Friday, May 16, 2008

Bicycling on Burrard Bridge

So yesterday I had to pick up my bike at a bikeshop at the intersection of Burrard and Pacific, and afterward I headed back Southbound across the Burrard Bridge on my bike. If you've walked or biked on that bridge, you know that cyclists and pedestrians are forced to share a very narrow walkway, and that said walkway is separated from traffic by a ledge of maybe 6 inches or so. Just after the halfway point of the bridge, as I was cycling alongside pedestrians on a sunny late afternoon, a jogger alongside me blindly moved from the pedestrian lane to the cycling lane in order to pass some walkers, failing to look behind him for cyclists. I was able to quickly swerve and he brushed my handlebars, and I didn't lose stability. But if his timing or my timing had been slightly different, I likely would have been body-checked into traffic. Since then, I've been fuming about how a careless jogger could have been responsible for me sustaining serious injuries or being killed.

I know that Vancouver has plans to put bicycle lanes on the Burrard Bridge sometime after the Olympics, but it's absolutely unacceptable that the current situation will be maintained in the interim. Since I'm fairly new to the city and luckily don't have to cross that bridge very often, I don't know how frequently such accidents occur, but a few seconds' Googling brought up this story:
Every day, hundreds of people cycle over the shared path on the Burrard Bridge, one of Vancouver's busiest. Jane Lister was one of them, until her commute home from work one day.

Halfway across the bridge, she swerved to avoid some pedestrians.

"My first memory is the sensation of a tube being pulled from my throat. I broke all the ribs on my left side, and had punctured and collapsed lungs. I fell into a mini van, and my head kind of got trapped between the car and the curb."

It may sound like just another accident between a cyclist and a car, but - in this case - neither was to blame. Instead, the problem was cyclists, pedestrians, dog-walkers and runners forced to share the same narrow path.

Her scenario was exactly the same as mine, except she was thrown into traffic and nearly killed. I agree that the blame is primarily due to the shared path, but a cyclist shouldn't have to suddenly swerve to avoid pedestrians on a shared path. Pedestrians need to stay on the pedestrian side of the walkway. But the city is responsible. Jane Lister sued the city and got a settlement. The city had been aware of the problem and hadn't done anything to remedy it. That was more than four years ago.

1 comment:

Randy Chatterjee said...

Thanks for an excellent post, with valuable research.

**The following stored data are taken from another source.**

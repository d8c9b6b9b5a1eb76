// src/gui/actions/mod.rs
//
// Folder module facade: re-export public entrypoints.
// Submodules stay private; consumers only see actions::{copy, export, refresh, fit, poll}.

mod copy;    // src/gui/actions/copy.rs
mod export;  // src/gui/actions/export.rs
mod fit;     // src/gui/actions/fit.rs
mod refresh; // src/gui/actions/refresh.rs

pub use copy::copy;
pub use export::export;
pub use fit::fit;
pub use refresh::refresh;

use std::sync::mpsc::TryRecvError;

use crate::{
    analysis::BatchSummary,
    config::options::{ModelKind, Source},
    data::Dataset,
    download::{make_download, DownloadBuffer},
    error::Result,
    gui::{app::App, pages::PageKind},
};

/// Result a background job sends back to the UI thread.
pub enum JobOutcome {
    Fetched { source: Source, result: Result<Dataset> },
    Fitted { source: Source, model: ModelKind, result: Result<Vec<BatchSummary>> },
}

/// Current page's table for Copy/Export, or a status message why there is none.
pub(super) fn current_table(app: &App) -> std::result::Result<(Vec<String>, Vec<Vec<String>>), &'static str> {
    let page = app.current_page();
    match page.export_table(app) {
        Some((h, r)) if !r.is_empty() => Ok((h, r)),
        Some(_) => Err("Nothing to export"),
        None => Err("Nothing to export (no data loaded)"),
    }
}

/// On the Data tab, the selected rows of the current source as a download
/// buffer (`covid19_data_<source>.<ext>`). `None` on other tabs or when
/// nothing is selected.
pub(super) fn data_download(app: &App) -> Option<Result<DownloadBuffer>> {
    if app.current_page().kind() != PageKind::Data {
        return None;
    }
    let selected = app.current_data()?.select(&app.selection());
    if selected.is_empty() {
        return None;
    }
    let export = &app.state.options.export;
    Some(make_download(app.source(), &selected, export.format, export.include_headers))
}

/// Pick up a finished background job, if any.
pub fn poll(app: &mut App) {
    let Some(rx) = app.job.as_ref() else {
        app.running = false;
        return;
    };
    let outcome = match rx.try_recv() {
        Ok(o) => o,
        Err(TryRecvError::Empty) => return,
        Err(TryRecvError::Disconnected) => {
            loge!("Job: worker exited without a result");
            app.status("Error: background job stopped");
            app.job = None;
            app.running = false;
            return;
        }
    };
    app.job = None;
    app.running = false;

    match outcome {
        JobOutcome::Fetched { source, result } => refresh::finish(app, source, result),
        JobOutcome::Fitted { source, model, result } => fit::finish(app, source, model, result),
    }
}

Our City Council has debated this horrific and irresponsible situation for nearly 22 hours over just the past 5 years. Decision making in this City is grid-locked, and both residents and taxpayers are paying dearly for it.

There is not one safe bridge over False Creek, for pedestrians or cyclists, and Vancouver just today won an award from Canadian podiatrists for its "walkability."

Knowing that Vancouver General Hospital sees its greatest emergency patient load from vehicle-pedestrian and vehicle-cyclist "interactions" gives some perspective on this.

Shame on this city for putting its residents at such high risk!